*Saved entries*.
-------------------------

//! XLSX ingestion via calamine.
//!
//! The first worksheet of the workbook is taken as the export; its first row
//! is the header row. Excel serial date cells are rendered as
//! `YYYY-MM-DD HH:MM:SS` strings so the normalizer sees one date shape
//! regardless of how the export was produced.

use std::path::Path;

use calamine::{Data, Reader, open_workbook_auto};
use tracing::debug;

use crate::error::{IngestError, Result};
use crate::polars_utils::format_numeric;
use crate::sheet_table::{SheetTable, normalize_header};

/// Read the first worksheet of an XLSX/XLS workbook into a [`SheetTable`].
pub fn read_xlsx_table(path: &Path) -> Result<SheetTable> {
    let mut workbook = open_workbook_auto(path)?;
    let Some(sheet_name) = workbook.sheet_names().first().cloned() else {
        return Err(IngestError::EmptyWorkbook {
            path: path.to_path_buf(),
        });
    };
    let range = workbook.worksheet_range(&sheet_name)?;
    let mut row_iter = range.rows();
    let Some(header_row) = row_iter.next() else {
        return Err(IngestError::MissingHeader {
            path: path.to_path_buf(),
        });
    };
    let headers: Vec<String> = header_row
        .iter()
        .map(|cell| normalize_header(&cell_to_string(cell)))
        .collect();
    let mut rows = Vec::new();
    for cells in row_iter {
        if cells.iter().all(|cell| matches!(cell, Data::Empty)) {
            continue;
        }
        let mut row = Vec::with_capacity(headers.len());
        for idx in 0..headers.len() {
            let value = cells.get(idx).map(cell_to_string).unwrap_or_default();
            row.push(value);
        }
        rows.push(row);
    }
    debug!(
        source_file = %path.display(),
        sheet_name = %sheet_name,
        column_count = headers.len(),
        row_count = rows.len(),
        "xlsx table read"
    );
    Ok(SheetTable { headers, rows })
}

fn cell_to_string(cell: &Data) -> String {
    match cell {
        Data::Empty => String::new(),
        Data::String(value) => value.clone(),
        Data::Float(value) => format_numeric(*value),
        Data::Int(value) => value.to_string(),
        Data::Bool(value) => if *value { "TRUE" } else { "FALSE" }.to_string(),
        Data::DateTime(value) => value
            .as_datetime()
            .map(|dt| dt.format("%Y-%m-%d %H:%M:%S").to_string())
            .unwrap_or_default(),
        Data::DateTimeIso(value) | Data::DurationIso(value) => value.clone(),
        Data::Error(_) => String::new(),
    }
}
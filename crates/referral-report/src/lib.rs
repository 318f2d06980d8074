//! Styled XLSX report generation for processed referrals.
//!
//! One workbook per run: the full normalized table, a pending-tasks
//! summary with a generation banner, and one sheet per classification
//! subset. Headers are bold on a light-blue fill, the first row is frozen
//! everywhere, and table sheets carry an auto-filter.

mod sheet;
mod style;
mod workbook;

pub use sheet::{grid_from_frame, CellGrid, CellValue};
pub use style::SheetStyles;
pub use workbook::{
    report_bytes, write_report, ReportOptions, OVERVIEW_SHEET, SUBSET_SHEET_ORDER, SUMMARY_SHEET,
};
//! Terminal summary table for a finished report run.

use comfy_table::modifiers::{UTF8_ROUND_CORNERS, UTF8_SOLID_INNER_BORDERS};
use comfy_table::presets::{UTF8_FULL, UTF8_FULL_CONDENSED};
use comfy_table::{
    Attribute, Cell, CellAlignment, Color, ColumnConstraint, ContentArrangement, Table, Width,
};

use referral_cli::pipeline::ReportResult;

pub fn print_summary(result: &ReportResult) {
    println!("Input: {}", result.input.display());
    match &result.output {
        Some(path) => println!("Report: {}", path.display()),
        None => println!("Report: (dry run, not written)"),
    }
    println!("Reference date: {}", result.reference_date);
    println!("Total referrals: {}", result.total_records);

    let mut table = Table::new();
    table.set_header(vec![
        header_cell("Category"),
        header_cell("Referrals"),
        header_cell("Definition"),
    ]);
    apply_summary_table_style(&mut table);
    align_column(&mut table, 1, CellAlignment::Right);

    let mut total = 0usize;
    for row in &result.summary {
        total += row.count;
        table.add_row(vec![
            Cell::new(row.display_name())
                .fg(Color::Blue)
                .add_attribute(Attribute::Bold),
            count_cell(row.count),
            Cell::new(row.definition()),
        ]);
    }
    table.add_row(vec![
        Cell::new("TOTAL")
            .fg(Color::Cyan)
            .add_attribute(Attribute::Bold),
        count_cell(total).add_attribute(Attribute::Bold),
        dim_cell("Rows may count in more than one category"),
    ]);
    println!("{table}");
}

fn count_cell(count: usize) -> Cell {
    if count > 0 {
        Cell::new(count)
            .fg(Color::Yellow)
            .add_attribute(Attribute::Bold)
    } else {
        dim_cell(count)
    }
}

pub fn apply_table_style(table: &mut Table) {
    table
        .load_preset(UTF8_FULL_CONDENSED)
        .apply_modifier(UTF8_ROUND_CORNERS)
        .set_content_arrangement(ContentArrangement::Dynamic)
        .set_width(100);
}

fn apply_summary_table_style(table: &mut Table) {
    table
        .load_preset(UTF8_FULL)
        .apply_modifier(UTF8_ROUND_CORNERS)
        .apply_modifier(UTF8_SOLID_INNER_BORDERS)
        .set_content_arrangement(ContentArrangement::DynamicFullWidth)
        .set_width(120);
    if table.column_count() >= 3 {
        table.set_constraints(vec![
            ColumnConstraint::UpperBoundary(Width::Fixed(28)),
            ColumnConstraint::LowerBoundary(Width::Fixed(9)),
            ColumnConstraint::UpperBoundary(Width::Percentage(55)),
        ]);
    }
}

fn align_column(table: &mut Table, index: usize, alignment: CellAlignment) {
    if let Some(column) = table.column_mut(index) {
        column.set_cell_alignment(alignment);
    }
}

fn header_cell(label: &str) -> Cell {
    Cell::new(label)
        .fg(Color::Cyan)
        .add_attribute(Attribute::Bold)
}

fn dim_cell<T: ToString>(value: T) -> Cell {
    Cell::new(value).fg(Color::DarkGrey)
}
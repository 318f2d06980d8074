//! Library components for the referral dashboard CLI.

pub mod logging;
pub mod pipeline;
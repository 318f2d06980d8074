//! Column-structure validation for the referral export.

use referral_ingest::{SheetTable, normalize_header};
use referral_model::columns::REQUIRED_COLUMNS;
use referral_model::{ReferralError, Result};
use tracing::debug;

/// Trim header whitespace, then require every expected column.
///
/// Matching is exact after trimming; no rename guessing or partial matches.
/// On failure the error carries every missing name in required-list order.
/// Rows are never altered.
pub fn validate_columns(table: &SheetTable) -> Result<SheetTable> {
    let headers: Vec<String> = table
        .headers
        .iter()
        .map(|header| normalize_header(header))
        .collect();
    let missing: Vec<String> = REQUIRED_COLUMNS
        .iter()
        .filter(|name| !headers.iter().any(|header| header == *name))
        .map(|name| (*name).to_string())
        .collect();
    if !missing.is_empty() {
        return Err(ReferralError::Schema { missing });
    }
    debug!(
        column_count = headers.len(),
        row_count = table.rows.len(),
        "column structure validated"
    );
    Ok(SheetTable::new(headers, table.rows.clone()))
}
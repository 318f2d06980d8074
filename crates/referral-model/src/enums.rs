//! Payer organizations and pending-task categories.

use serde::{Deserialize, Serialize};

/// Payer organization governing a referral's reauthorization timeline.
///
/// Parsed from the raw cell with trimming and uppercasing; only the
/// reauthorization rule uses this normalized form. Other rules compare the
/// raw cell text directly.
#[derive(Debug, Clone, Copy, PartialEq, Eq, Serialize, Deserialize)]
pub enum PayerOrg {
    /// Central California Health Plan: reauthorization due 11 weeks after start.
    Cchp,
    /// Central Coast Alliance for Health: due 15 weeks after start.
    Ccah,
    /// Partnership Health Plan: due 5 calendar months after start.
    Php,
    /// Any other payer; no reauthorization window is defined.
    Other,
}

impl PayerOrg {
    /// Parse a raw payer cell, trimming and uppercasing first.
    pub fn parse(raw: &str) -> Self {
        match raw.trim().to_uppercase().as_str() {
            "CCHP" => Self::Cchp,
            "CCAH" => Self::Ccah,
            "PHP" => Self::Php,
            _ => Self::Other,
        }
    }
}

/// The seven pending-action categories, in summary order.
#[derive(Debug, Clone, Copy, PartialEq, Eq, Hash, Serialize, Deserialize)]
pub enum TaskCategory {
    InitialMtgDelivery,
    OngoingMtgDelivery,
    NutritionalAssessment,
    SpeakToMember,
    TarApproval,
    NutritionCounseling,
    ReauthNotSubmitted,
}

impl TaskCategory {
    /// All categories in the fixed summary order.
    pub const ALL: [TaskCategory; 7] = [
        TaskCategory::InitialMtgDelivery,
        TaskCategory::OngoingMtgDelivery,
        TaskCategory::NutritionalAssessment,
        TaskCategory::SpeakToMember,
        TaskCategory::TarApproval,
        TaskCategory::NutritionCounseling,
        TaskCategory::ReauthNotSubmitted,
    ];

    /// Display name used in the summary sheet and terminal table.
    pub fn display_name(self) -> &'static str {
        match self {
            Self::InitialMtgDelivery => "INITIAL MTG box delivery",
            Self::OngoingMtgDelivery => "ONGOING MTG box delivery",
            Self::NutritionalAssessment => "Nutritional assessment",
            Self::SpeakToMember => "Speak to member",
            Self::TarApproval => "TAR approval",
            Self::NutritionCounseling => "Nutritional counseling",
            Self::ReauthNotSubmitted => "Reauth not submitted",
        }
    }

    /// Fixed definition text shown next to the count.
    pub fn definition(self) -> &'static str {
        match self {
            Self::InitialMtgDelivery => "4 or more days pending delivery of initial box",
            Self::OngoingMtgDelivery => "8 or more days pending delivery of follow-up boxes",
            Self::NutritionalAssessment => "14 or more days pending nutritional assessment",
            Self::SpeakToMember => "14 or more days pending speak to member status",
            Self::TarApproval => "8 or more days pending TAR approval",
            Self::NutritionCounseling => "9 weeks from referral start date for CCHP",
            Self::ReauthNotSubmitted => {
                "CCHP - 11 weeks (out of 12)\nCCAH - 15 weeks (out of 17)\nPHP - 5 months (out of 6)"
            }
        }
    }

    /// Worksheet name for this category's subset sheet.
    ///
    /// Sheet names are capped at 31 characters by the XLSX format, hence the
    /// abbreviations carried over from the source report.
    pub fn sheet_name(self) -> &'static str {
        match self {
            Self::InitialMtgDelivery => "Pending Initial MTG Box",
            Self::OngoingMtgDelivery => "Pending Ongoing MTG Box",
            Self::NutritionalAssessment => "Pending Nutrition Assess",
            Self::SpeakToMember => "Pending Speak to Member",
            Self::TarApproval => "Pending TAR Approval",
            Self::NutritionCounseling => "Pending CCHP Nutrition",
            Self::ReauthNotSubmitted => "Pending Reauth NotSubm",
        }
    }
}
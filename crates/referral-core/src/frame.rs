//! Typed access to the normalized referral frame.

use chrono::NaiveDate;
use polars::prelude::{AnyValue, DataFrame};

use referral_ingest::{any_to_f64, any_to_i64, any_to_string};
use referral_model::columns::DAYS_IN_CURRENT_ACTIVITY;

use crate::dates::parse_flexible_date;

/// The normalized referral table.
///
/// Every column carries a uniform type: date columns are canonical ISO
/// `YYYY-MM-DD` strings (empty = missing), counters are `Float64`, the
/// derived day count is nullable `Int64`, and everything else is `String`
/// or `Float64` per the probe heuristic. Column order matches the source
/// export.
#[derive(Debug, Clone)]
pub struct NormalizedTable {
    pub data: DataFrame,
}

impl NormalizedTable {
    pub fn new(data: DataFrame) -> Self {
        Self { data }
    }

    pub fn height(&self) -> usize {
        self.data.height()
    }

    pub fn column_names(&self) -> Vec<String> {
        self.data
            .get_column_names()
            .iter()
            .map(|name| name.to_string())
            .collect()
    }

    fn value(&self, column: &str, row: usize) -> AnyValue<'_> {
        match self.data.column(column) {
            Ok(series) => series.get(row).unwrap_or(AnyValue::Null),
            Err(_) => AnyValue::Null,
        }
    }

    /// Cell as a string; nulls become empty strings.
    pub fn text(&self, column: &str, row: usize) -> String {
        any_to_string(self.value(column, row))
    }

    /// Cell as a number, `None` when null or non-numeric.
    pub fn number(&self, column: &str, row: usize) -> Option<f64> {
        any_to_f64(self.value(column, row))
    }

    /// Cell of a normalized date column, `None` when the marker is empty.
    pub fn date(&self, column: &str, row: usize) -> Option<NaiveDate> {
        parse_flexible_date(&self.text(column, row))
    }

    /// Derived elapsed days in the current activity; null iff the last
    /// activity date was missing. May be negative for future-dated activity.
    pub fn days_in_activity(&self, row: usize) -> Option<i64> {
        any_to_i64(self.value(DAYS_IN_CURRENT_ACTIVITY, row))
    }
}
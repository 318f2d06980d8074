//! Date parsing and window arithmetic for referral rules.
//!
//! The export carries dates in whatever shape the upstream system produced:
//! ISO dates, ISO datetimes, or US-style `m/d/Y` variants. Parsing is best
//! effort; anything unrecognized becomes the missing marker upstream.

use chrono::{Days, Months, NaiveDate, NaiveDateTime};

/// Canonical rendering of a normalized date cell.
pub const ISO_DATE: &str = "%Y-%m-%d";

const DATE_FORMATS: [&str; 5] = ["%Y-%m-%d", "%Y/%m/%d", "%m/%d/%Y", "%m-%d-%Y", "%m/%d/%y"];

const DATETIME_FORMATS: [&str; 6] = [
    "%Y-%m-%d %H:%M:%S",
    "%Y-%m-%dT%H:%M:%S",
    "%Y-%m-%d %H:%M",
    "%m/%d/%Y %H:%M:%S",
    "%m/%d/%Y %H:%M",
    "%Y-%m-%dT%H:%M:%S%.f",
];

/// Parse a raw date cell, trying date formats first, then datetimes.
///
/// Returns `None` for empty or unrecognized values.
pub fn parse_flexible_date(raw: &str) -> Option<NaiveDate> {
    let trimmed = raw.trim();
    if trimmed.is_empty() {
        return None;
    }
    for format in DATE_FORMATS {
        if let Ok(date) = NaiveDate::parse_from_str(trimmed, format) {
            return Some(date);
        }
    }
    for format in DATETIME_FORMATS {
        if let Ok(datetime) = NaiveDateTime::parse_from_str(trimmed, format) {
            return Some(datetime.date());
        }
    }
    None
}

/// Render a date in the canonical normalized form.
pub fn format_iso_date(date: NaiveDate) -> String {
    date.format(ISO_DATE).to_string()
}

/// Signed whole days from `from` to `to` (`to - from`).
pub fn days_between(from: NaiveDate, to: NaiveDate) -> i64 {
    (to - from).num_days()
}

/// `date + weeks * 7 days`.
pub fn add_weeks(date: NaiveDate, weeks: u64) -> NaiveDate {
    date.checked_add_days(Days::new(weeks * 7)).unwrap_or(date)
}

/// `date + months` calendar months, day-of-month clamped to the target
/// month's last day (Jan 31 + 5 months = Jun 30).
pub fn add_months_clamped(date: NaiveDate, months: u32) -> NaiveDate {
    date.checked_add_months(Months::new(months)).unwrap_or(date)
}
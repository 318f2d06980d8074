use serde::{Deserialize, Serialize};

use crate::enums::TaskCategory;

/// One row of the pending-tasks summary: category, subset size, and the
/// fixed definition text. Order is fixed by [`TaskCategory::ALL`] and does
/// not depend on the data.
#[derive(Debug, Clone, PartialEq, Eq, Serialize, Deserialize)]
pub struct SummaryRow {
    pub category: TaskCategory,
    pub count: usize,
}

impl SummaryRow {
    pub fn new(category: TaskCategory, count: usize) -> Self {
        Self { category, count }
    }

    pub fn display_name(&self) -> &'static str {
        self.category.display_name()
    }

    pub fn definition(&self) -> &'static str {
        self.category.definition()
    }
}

-------------------------

*YOUR INSTRUCTIONS*. Look through the entries above; copy every line holding the string "calendar".

*WRITTEN RESPONSE*.
    /// Partnership Health Plan: due 5 calendar months after start.
/// `date + months` calendar months, day-of-month clamped to the target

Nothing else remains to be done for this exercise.